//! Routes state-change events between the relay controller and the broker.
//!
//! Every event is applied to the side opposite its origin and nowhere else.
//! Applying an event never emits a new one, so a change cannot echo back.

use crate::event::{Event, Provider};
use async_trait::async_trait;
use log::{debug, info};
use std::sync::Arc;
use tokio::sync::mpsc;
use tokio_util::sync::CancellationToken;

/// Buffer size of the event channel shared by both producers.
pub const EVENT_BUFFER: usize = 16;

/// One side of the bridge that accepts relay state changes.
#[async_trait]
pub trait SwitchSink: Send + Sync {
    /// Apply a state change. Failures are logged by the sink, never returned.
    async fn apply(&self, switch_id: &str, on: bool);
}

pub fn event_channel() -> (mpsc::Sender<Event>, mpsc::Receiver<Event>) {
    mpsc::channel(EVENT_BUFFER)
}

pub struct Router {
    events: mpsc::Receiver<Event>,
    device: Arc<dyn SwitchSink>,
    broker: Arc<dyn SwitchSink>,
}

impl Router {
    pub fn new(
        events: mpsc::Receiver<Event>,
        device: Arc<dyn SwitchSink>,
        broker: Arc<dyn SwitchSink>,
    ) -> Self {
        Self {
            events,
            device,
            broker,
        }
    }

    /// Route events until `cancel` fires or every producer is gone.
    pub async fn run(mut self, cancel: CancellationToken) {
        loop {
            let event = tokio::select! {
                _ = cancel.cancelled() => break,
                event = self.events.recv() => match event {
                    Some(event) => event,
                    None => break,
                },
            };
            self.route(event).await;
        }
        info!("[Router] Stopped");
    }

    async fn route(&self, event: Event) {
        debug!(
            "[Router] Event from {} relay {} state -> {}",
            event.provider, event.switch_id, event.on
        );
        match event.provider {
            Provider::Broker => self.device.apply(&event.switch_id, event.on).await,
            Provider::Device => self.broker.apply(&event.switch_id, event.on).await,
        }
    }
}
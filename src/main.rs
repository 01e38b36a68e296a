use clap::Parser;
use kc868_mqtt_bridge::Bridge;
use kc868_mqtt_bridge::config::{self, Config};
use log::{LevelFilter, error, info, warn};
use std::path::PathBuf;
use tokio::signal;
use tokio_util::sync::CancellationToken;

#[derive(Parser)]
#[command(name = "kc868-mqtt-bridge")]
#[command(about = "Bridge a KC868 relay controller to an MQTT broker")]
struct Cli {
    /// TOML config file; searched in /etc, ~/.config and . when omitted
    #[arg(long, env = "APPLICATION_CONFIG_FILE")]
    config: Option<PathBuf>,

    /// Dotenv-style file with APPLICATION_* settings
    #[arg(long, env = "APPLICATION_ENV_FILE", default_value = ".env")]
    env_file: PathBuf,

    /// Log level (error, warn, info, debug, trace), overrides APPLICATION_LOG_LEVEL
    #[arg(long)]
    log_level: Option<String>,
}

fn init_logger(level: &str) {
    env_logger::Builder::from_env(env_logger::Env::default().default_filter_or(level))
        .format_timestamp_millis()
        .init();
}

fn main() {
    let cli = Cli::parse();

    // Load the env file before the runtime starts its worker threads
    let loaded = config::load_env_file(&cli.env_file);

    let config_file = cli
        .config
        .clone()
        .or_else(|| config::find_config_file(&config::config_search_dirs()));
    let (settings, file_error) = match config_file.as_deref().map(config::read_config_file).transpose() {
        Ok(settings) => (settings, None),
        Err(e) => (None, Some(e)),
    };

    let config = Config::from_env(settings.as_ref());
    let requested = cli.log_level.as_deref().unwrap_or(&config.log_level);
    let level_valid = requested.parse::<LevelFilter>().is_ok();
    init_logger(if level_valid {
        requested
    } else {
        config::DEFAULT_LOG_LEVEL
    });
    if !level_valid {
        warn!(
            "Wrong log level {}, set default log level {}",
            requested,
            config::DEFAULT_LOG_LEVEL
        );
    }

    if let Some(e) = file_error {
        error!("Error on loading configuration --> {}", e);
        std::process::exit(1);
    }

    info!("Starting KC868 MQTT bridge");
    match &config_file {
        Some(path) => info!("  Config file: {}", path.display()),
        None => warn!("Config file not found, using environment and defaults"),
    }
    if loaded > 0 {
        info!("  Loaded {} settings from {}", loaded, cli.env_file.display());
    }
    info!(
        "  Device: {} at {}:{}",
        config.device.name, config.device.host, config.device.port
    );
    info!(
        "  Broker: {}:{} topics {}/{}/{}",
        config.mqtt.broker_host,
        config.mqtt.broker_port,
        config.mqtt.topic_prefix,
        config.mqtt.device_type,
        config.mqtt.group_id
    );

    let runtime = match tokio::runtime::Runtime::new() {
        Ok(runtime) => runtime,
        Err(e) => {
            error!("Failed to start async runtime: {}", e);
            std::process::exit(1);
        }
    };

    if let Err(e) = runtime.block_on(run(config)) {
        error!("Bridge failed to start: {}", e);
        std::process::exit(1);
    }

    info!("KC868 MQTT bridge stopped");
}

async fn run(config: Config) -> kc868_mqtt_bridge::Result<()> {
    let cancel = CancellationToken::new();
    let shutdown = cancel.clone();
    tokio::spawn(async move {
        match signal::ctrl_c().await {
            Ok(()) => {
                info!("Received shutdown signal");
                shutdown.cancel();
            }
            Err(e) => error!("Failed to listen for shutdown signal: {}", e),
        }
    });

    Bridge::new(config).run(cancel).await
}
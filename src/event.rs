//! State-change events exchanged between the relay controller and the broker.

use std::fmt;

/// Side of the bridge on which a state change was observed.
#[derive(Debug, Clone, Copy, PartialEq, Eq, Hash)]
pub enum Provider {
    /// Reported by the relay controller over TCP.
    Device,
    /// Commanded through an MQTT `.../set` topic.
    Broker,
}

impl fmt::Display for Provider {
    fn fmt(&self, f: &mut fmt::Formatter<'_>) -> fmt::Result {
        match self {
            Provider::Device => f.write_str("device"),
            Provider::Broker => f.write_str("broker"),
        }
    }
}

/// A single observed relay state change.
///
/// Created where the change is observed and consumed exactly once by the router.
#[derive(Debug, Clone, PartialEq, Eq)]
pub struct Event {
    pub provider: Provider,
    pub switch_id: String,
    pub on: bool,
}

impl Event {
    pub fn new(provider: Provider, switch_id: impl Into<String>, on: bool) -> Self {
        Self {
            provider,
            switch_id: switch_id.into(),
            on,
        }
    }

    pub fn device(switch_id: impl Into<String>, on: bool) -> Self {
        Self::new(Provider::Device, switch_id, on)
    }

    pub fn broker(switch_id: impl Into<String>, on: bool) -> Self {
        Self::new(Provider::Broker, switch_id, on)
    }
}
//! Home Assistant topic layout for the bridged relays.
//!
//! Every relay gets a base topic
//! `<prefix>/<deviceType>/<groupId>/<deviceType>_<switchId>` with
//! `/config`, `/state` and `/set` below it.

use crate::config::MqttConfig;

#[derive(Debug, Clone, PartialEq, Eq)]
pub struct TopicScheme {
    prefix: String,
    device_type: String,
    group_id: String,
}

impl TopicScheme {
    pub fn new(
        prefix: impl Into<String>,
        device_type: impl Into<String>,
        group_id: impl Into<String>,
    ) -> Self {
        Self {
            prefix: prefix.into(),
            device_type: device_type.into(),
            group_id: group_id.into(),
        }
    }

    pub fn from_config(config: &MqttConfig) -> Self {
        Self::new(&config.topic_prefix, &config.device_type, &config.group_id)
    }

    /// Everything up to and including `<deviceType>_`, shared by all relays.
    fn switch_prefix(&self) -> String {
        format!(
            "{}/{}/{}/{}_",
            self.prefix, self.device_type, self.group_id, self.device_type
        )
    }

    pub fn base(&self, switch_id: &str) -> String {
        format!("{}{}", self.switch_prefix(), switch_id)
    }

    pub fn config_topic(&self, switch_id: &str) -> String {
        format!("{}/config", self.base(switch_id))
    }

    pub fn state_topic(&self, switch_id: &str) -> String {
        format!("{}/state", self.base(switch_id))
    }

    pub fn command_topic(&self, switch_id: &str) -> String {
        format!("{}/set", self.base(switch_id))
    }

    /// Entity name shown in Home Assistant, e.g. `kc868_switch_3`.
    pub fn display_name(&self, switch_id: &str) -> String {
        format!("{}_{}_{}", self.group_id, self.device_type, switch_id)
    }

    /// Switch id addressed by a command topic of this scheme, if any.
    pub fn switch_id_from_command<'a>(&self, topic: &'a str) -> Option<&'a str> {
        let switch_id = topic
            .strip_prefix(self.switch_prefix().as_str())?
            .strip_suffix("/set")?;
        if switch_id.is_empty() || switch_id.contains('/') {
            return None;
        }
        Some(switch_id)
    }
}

• WORK TASK:
Please reproduce exactly the lines in the listing above from the one containing "with APPLICATION_* settings" through the one containing "#[arg(long)]", both included, and nothing more.

• RESULT FOR THIS TASK:
    /// Dotenv-style file with APPLICATION_* settings
    #[arg(long, env = "APPLICATION_ENV_FILE", default_value = ".env")]
    env_file: PathBuf,

    /// Log level (error, warn, info, debug, trace), overrides APPLICATION_LOG_LEVEL
    #[arg(long)]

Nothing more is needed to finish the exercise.